Data extracted from a collection

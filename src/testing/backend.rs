//! Scriptable in-memory capture backend
//!
//! Stands in for camera hardware in tests and demos. Every interaction is
//! journaled so tests can assert on lock ordering, settings and lifecycle.

use super::synthetic_data::{corrupt_jpeg, synthetic_jpeg};
use crate::errors::CameraError;
use crate::platform::{CaptureBackend, CaptureDevice, DeviceInput, PhotoCompletion, PhotoOutput};
use crate::types::{CameraPosition, CaptureSettings, FocusPoint, RawPhoto};
use std::collections::{HashMap, HashSet, VecDeque};
use std::sync::atomic::{AtomicBool, AtomicU64, Ordering};
use std::sync::{Arc, Mutex};

/// What the next capture produces
#[derive(Debug, Clone, PartialEq)]
pub enum PhotoOutcome {
    Jpeg { width: u32, height: u32 },
    Error(String),
    EmptyBuffer,
    Corrupt,
    /// The completion is dropped without ever being called
    Lost,
}

/// How completions are delivered
#[derive(Debug, Clone, Copy, PartialEq, Eq)]
pub enum Delivery {
    /// Spawn a worker thread per capture
    Thread,
    /// Hold completions until `complete_pending` is called
    Manual,
}

#[derive(Debug, Clone, PartialEq)]
pub enum HardwareEvent {
    Locked(CameraPosition),
    Unlocked(CameraPosition),
    Focused(CameraPosition, FocusPoint),
    Started(CameraPosition),
    Stopped,
}

#[derive(Default)]
struct Script {
    missing: HashSet<CameraPosition>,
    failing_inputs: HashSet<CameraPosition>,
    no_focus: HashSet<CameraPosition>,
    lock_failures: HashSet<CameraPosition>,
    outcomes: VecDeque<PhotoOutcome>,
}

struct Shared {
    script: Mutex<Script>,
    delivery: Mutex<Delivery>,
    devices: Mutex<HashMap<CameraPosition, Arc<SyntheticDevice>>>,
    journal: Mutex<Vec<HardwareEvent>>,
    settings: Mutex<Vec<CaptureSettings>>,
    pending: Mutex<Vec<(PhotoCompletion, Result<RawPhoto, CameraError>)>>,
    inputs_opened: AtomicU64,
    inputs_closed: AtomicU64,
    outputs_created: AtomicU64,
    capture_seed: AtomicU64,
}

impl Shared {
    fn log(&self, event: HardwareEvent) {
        if let Ok(mut journal) = self.journal.lock() {
            journal.push(event);
        }
    }
}

#[derive(Clone)]
pub struct SyntheticBackend {
    shared: Arc<Shared>,
}

impl SyntheticBackend {
    pub fn new() -> Self {
        Self {
            shared: Arc::new(Shared {
                script: Mutex::new(Script::default()),
                delivery: Mutex::new(Delivery::Thread),
                devices: Mutex::new(HashMap::new()),
                journal: Mutex::new(Vec::new()),
                settings: Mutex::new(Vec::new()),
                pending: Mutex::new(Vec::new()),
                inputs_opened: AtomicU64::new(0),
                inputs_closed: AtomicU64::new(0),
                outputs_created: AtomicU64::new(0),
                capture_seed: AtomicU64::new(0),
            }),
        }
    }

    fn script(&self, f: impl FnOnce(&mut Script)) {
        if let Ok(mut script) = self.shared.script.lock() {
            f(&mut script);
        }
    }

    pub fn without_device(self, position: CameraPosition) -> Self {
        self.script(|s| {
            s.missing.insert(position);
        });
        self
    }

    pub fn with_failing_input(self, position: CameraPosition) -> Self {
        self.script(|s| {
            s.failing_inputs.insert(position);
        });
        self
    }

    pub fn without_focus_point(self, position: CameraPosition) -> Self {
        self.script(|s| {
            s.no_focus.insert(position);
        });
        self
    }

    pub fn with_lock_failure(self, position: CameraPosition) -> Self {
        self.script(|s| {
            s.lock_failures.insert(position);
        });
        self
    }

    pub fn with_delivery(self, delivery: Delivery) -> Self {
        if let Ok(mut d) = self.shared.delivery.lock() {
            *d = delivery;
        }
        self
    }

    /// Queue the outcome of a future capture; unscripted captures succeed
    pub fn push_outcome(&self, outcome: PhotoOutcome) {
        self.script(|s| s.outcomes.push_back(outcome));
    }

    /// Fire every held completion; returns how many fired
    pub fn complete_pending(&self) -> usize {
        let pending = match self.shared.pending.lock() {
            Ok(mut pending) => std::mem::take(&mut *pending),
            Err(_) => return 0,
        };
        let count = pending.len();
        for (completion, result) in pending {
            completion(result);
        }
        count
    }

    pub fn pending_completions(&self) -> usize {
        self.shared.pending.lock().map(|p| p.len()).unwrap_or(0)
    }

    pub fn journal(&self) -> Vec<HardwareEvent> {
        self.shared.journal.lock().map(|j| j.clone()).unwrap_or_default()
    }

    pub fn clear_journal(&self) {
        if let Ok(mut journal) = self.shared.journal.lock() {
            journal.clear();
        }
    }

    /// Settings of every submitted capture, in order
    pub fn submitted_settings(&self) -> Vec<CaptureSettings> {
        self.shared.settings.lock().map(|s| s.clone()).unwrap_or_default()
    }

    pub fn inputs_opened(&self) -> u64 {
        self.shared.inputs_opened.load(Ordering::SeqCst)
    }

    /// Inputs opened and not yet closed
    pub fn open_inputs(&self) -> u64 {
        self.inputs_opened() - self.shared.inputs_closed.load(Ordering::SeqCst)
    }

    pub fn outputs_created(&self) -> u64 {
        self.shared.outputs_created.load(Ordering::SeqCst)
    }

    /// The device handed out for `position`, if any was requested yet
    pub fn device_handle(&self, position: CameraPosition) -> Option<Arc<SyntheticDevice>> {
        self.shared.devices.lock().ok()?.get(&position).cloned()
    }
}

impl Default for SyntheticBackend {
    fn default() -> Self {
        Self::new()
    }
}

impl CaptureBackend for SyntheticBackend {
    fn name(&self) -> &str {
        "synthetic"
    }

    fn device(&self, position: CameraPosition) -> Result<Arc<dyn CaptureDevice>, CameraError> {
        let script = self
            .shared
            .script
            .lock()
            .map_err(|_| CameraError::DeviceUnavailable("script lock poisoned".to_string()))?;
        if script.missing.contains(&position) {
            return Err(CameraError::DeviceUnavailable(format!(
                "no {} camera present",
                position
            )));
        }

        let mut devices = self
            .shared
            .devices
            .lock()
            .map_err(|_| CameraError::DeviceUnavailable("device lock poisoned".to_string()))?;
        let device = devices
            .entry(position)
            .or_insert_with(|| {
                Arc::new(SyntheticDevice {
                    position,
                    supports_focus: !script.no_focus.contains(&position),
                    fail_lock: AtomicBool::new(script.lock_failures.contains(&position)),
                    locked: AtomicBool::new(false),
                    focus: Mutex::new(None),
                    shared: self.shared.clone(),
                })
            })
            .clone();
        Ok(device)
    }

    fn open_input(&self, device: Arc<dyn CaptureDevice>) -> Result<DeviceInput, CameraError> {
        let failing = self
            .shared
            .script
            .lock()
            .map(|s| s.failing_inputs.contains(&device.position()))
            .unwrap_or(true);
        if failing {
            return Err(CameraError::DeviceUnavailable(format!(
                "cannot open {} camera input",
                device.position()
            )));
        }
        self.shared.inputs_opened.fetch_add(1, Ordering::SeqCst);
        Ok(DeviceInput::new(device))
    }

    fn close_input(&self, _input: DeviceInput) {
        self.shared.inputs_closed.fetch_add(1, Ordering::SeqCst);
    }

    fn create_photo_output(&self) -> Arc<dyn PhotoOutput> {
        self.shared.outputs_created.fetch_add(1, Ordering::SeqCst);
        Arc::new(SyntheticPhotoOutput {
            shared: self.shared.clone(),
            high_resolution: AtomicBool::new(false),
        })
    }

    fn start_running(&self, input: &DeviceInput) -> Result<(), CameraError> {
        self.shared.log(HardwareEvent::Started(input.position()));
        Ok(())
    }

    fn stop_running(&self) {
        self.shared.log(HardwareEvent::Stopped);
    }
}

pub struct SyntheticDevice {
    position: CameraPosition,
    supports_focus: bool,
    fail_lock: AtomicBool,
    locked: AtomicBool,
    focus: Mutex<Option<FocusPoint>>,
    shared: Arc<Shared>,
}

impl SyntheticDevice {
    pub fn is_locked(&self) -> bool {
        self.locked.load(Ordering::SeqCst)
    }

    pub fn set_lock_failure(&self, fail: bool) {
        self.fail_lock.store(fail, Ordering::SeqCst);
    }
}

impl CaptureDevice for SyntheticDevice {
    fn position(&self) -> CameraPosition {
        self.position
    }

    fn name(&self) -> String {
        format!("Synthetic {} camera", self.position)
    }

    fn lock_for_configuration(&self) -> Result<(), CameraError> {
        if self.fail_lock.load(Ordering::SeqCst) {
            return Err(CameraError::ConfigurationError(format!(
                "{} camera is locked by another client",
                self.position
            )));
        }
        if self.locked.swap(true, Ordering::SeqCst) {
            return Err(CameraError::ConfigurationError(format!(
                "{} camera already locked",
                self.position
            )));
        }
        self.shared.log(HardwareEvent::Locked(self.position));
        Ok(())
    }

    fn unlock_for_configuration(&self) {
        if self.locked.swap(false, Ordering::SeqCst) {
            self.shared.log(HardwareEvent::Unlocked(self.position));
        }
    }

    fn supports_focus_point(&self) -> bool {
        self.supports_focus
    }

    fn set_focus_point(&self, point: FocusPoint) {
        if !self.is_locked() {
            log::warn!("Focus set on unlocked {} camera", self.position);
        }
        if let Ok(mut focus) = self.focus.lock() {
            *focus = Some(point);
        }
        self.shared.log(HardwareEvent::Focused(self.position, point));
    }

    fn focus_point(&self) -> Option<FocusPoint> {
        self.focus.lock().ok().and_then(|f| *f)
    }
}

struct SyntheticPhotoOutput {
    shared: Arc<Shared>,
    high_resolution: AtomicBool,
}

impl PhotoOutput for SyntheticPhotoOutput {
    fn set_high_resolution_capture_enabled(&self, enabled: bool) {
        self.high_resolution.store(enabled, Ordering::SeqCst);
    }

    fn high_resolution_capture_enabled(&self) -> bool {
        self.high_resolution.load(Ordering::SeqCst)
    }

    fn capture_photo(&self, _input: &DeviceInput, settings: CaptureSettings, completion: PhotoCompletion) {
        if let Ok(mut submitted) = self.shared.settings.lock() {
            submitted.push(settings);
        }

        let outcome = self
            .shared
            .script
            .lock()
            .ok()
            .and_then(|mut s| s.outcomes.pop_front())
            .unwrap_or(PhotoOutcome::Jpeg {
                width: 64,
                height: 48,
            });
        let seed = self.shared.capture_seed.fetch_add(1, Ordering::SeqCst);

        if outcome == PhotoOutcome::Lost {
            drop(completion);
            return;
        }

        let result = match outcome {
            PhotoOutcome::Jpeg { width, height } => {
                Ok(RawPhoto::jpeg(synthetic_jpeg(seed, width, height), width, height))
            }
            PhotoOutcome::Error(message) => Err(CameraError::CaptureError(message)),
            PhotoOutcome::EmptyBuffer => Ok(RawPhoto::empty()),
            PhotoOutcome::Corrupt => Ok(RawPhoto::jpeg(corrupt_jpeg(), 0, 0)),
            PhotoOutcome::Lost => return,
        };

        let delivery = self
            .shared
            .delivery
            .lock()
            .map(|d| *d)
            .unwrap_or(Delivery::Thread);
        match delivery {
            Delivery::Thread => {
                std::thread::spawn(move || completion(result));
            }
            Delivery::Manual => {
                if let Ok(mut pending) = self.shared.pending.lock() {
                    pending.push((completion, result));
                }
            }
        }
    }
}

_Assignment:_
Scan the records for lines that hold "true", and reproduce each one you find.

_Result of the exercise:_
            .unwrap_or(true);
        if self.locked.swap(true, Ordering::SeqCst) {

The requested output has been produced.